START The data

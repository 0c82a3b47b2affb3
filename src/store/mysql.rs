use async_trait::async_trait;
use chrono::NaiveDate;
use sqlx::MySqlPool;
use std::collections::{BTreeSet, HashMap};
use tracing::debug;

use super::{
    AbsenceDiff, AbsenceRow, AttendanceStore, ReconcileCommand, ReconcileOutcome, StoreError,
};
use crate::model::attendance::AttendanceRecord;
use crate::model::grade::Grade;
use crate::model::student::Student;
use crate::model::submission::SubmissionReceipt;
use crate::model::teacher::Teacher;
use crate::utils::db_utils::{placeholders, values_rows};

#[derive(Clone)]
pub struct MySqlAttendanceStore {
    pool: MySqlPool,
}

impl MySqlAttendanceStore {
    pub fn new(pool: MySqlPool) -> Self {
        Self { pool }
    }
}

#[async_trait]
impl AttendanceStore for MySqlAttendanceStore {
    async fn find_grade(&self, class_id: &str) -> Result<Option<Grade>, StoreError> {
        let grade = sqlx::query_as::<_, Grade>("SELECT id, name FROM grades WHERE id = ?")
            .bind(class_id)
            .fetch_optional(&self.pool)
            .await?;
        Ok(grade)
    }

    async fn all_grades(&self) -> Result<Vec<Grade>, StoreError> {
        let grades = sqlx::query_as::<_, Grade>("SELECT id, name FROM grades ORDER BY name, id")
            .fetch_all(&self.pool)
            .await?;
        Ok(grades)
    }

    async fn find_teacher(&self, teacher_id: u64) -> Result<Option<Teacher>, StoreError> {
        let teacher = sqlx::query_as::<_, Teacher>("SELECT id, name FROM teachers WHERE id = ?")
            .bind(teacher_id)
            .fetch_optional(&self.pool)
            .await?;
        Ok(teacher)
    }

    async fn is_assigned(&self, teacher_id: u64, class_id: &str) -> Result<bool, StoreError> {
        let assigned = sqlx::query_scalar::<_, i64>(
            r#"
            SELECT EXISTS(
                SELECT 1 FROM class_teachers
                WHERE teacher_id = ? AND grade_id = ?
                LIMIT 1
            )
            "#,
        )
        .bind(teacher_id)
        .bind(class_id)
        .fetch_one(&self.pool)
        .await?;
        Ok(assigned > 0)
    }

    async fn class_students(&self, class_id: &str) -> Result<Vec<Student>, StoreError> {
        let students = sqlx::query_as::<_, Student>(
            r#"
            SELECT id, name, grade_id, bus_no, note
            FROM students
            WHERE grade_id = ?
            "#,
        )
        .bind(class_id)
        .fetch_all(&self.pool)
        .await?;
        Ok(students)
    }

    async fn enrolled_students(&self) -> Result<Vec<Student>, StoreError> {
        let students = sqlx::query_as::<_, Student>(
            r#"
            SELECT id, name, grade_id, bus_no, note
            FROM students
            WHERE grade_id IS NOT NULL
            "#,
        )
        .fetch_all(&self.pool)
        .await?;
        Ok(students)
    }

    async fn student_counts(&self) -> Result<HashMap<String, usize>, StoreError> {
        let rows = sqlx::query_as::<_, (String, i64)>(
            r#"
            SELECT grade_id, COUNT(*)
            FROM students
            WHERE grade_id IS NOT NULL
            GROUP BY grade_id
            "#,
        )
        .fetch_all(&self.pool)
        .await?;

        Ok(rows
            .into_iter()
            .map(|(grade_id, total)| (grade_id, total.max(0) as usize))
            .collect())
    }

    async fn class_absences(
        &self,
        class_id: &str,
        date: NaiveDate,
    ) -> Result<Vec<AttendanceRecord>, StoreError> {
        let records = sqlx::query_as::<_, AttendanceRecord>(
            r#"
            SELECT id, student_id, class_id, teacher_id, attendance_date, is_absent, note, created_at
            FROM student_attendance
            WHERE class_id = ? AND attendance_date = ?
            "#,
        )
        .bind(class_id)
        .bind(date)
        .fetch_all(&self.pool)
        .await?;
        Ok(records)
    }

    async fn absences_on(&self, date: NaiveDate) -> Result<Vec<AbsenceRow>, StoreError> {
        let rows = sqlx::query_as::<_, AbsenceRow>(
            r#"
            SELECT
                a.student_id,
                s.name AS student_name,
                a.class_id,
                g.name AS class_name,
                s.bus_no,
                a.note,
                a.teacher_id,
                t.name AS teacher_name,
                a.created_at
            FROM student_attendance a
            JOIN students s ON s.id = a.student_id
            JOIN grades g ON g.id = a.class_id
            LEFT JOIN teachers t ON t.id = a.teacher_id
            WHERE a.attendance_date = ? AND a.is_absent = TRUE
            "#,
        )
        .bind(date)
        .fetch_all(&self.pool)
        .await?;
        Ok(rows)
    }

    async fn receipts_on(&self, date: NaiveDate) -> Result<Vec<SubmissionReceipt>, StoreError> {
        let receipts = sqlx::query_as::<_, SubmissionReceipt>(
            r#"
            SELECT class_id, attendance_date, teacher_id, submitted_at
            FROM attendance_submissions
            WHERE attendance_date = ?
            "#,
        )
        .bind(date)
        .fetch_all(&self.pool)
        .await?;
        Ok(receipts)
    }

    async fn find_receipt(
        &self,
        class_id: &str,
        date: NaiveDate,
    ) -> Result<Option<SubmissionReceipt>, StoreError> {
        let receipt = sqlx::query_as::<_, SubmissionReceipt>(
            r#"
            SELECT class_id, attendance_date, teacher_id, submitted_at
            FROM attendance_submissions
            WHERE class_id = ? AND attendance_date = ?
            "#,
        )
        .bind(class_id)
        .bind(date)
        .fetch_optional(&self.pool)
        .await?;
        Ok(receipt)
    }

    async fn apply_reconcile(
        &self,
        command: &ReconcileCommand,
    ) -> Result<ReconcileOutcome, StoreError> {
        let mut tx = self.pool.begin().await?;

        // Serializes concurrent reconciles of the same class.
        sqlx::query("SELECT id FROM grades WHERE id = ? FOR UPDATE")
            .bind(&command.class_id)
            .execute(&mut *tx)
            .await?;

        let existing: BTreeSet<u64> = sqlx::query_scalar::<_, u64>(
            r#"
            SELECT student_id
            FROM student_attendance
            WHERE class_id = ? AND attendance_date = ?
            FOR UPDATE
            "#,
        )
        .bind(&command.class_id)
        .bind(command.date)
        .fetch_all(&mut *tx)
        .await?
        .into_iter()
        .collect();

        let diff = AbsenceDiff::between(&existing, &command.absent);
        if diff.is_noop() {
            debug!(class_id = %command.class_id, date = %command.date, "Absences unchanged, refreshing receipt");
        } else {
            debug!(
                class_id = %command.class_id,
                date = %command.date,
                insert = diff.to_insert.len(),
                delete = diff.to_delete.len(),
                "Applying attendance diff"
            );
        }

        if !diff.to_delete.is_empty() {
            let sql = format!(
                "DELETE FROM student_attendance WHERE class_id = ? AND attendance_date = ? AND student_id IN ({})",
                placeholders(diff.to_delete.len())
            );
            let mut query = sqlx::query(&sql).bind(&command.class_id).bind(command.date);
            for student_id in &diff.to_delete {
                query = query.bind(*student_id);
            }
            query.execute(&mut *tx).await?;
        }

        if !diff.to_insert.is_empty() {
            // A duplicate (student_id, attendance_date) fails here and rolls back on drop.
            let sql = format!(
                r#"
                INSERT INTO student_attendance
                    (student_id, class_id, teacher_id, attendance_date, is_absent, created_at)
                VALUES {}
                "#,
                values_rows(diff.to_insert.len(), 6)
            );
            let mut query = sqlx::query(&sql);
            for student_id in &diff.to_insert {
                query = query
                    .bind(*student_id)
                    .bind(&command.class_id)
                    .bind(command.teacher_id)
                    .bind(command.date)
                    .bind(true)
                    .bind(command.submitted_at);
            }
            query.execute(&mut *tx).await?;
        }

        sqlx::query(
            r#"
            INSERT INTO attendance_submissions (class_id, attendance_date, teacher_id, submitted_at)
            VALUES (?, ?, ?, ?)
            ON DUPLICATE KEY UPDATE
                teacher_id = VALUES(teacher_id),
                submitted_at = VALUES(submitted_at)
            "#,
        )
        .bind(&command.class_id)
        .bind(command.date)
        .bind(command.teacher_id)
        .bind(command.submitted_at)
        .execute(&mut *tx)
        .await?;

        tx.commit().await?;

        Ok(ReconcileOutcome {
            inserted: diff.to_insert,
            deleted: diff.to_delete,
            unchanged: diff.unchanged,
            receipt: SubmissionReceipt {
                class_id: command.class_id.clone(),
                attendance_date: command.date,
                teacher_id: command.teacher_id,
                submitted_at: command.submitted_at,
            },
        })
    }
}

END The data

Assignment
State how many lines of the data above contain the word "MySqlAttendanceStore", and include nothing other than that number.

Answer below
3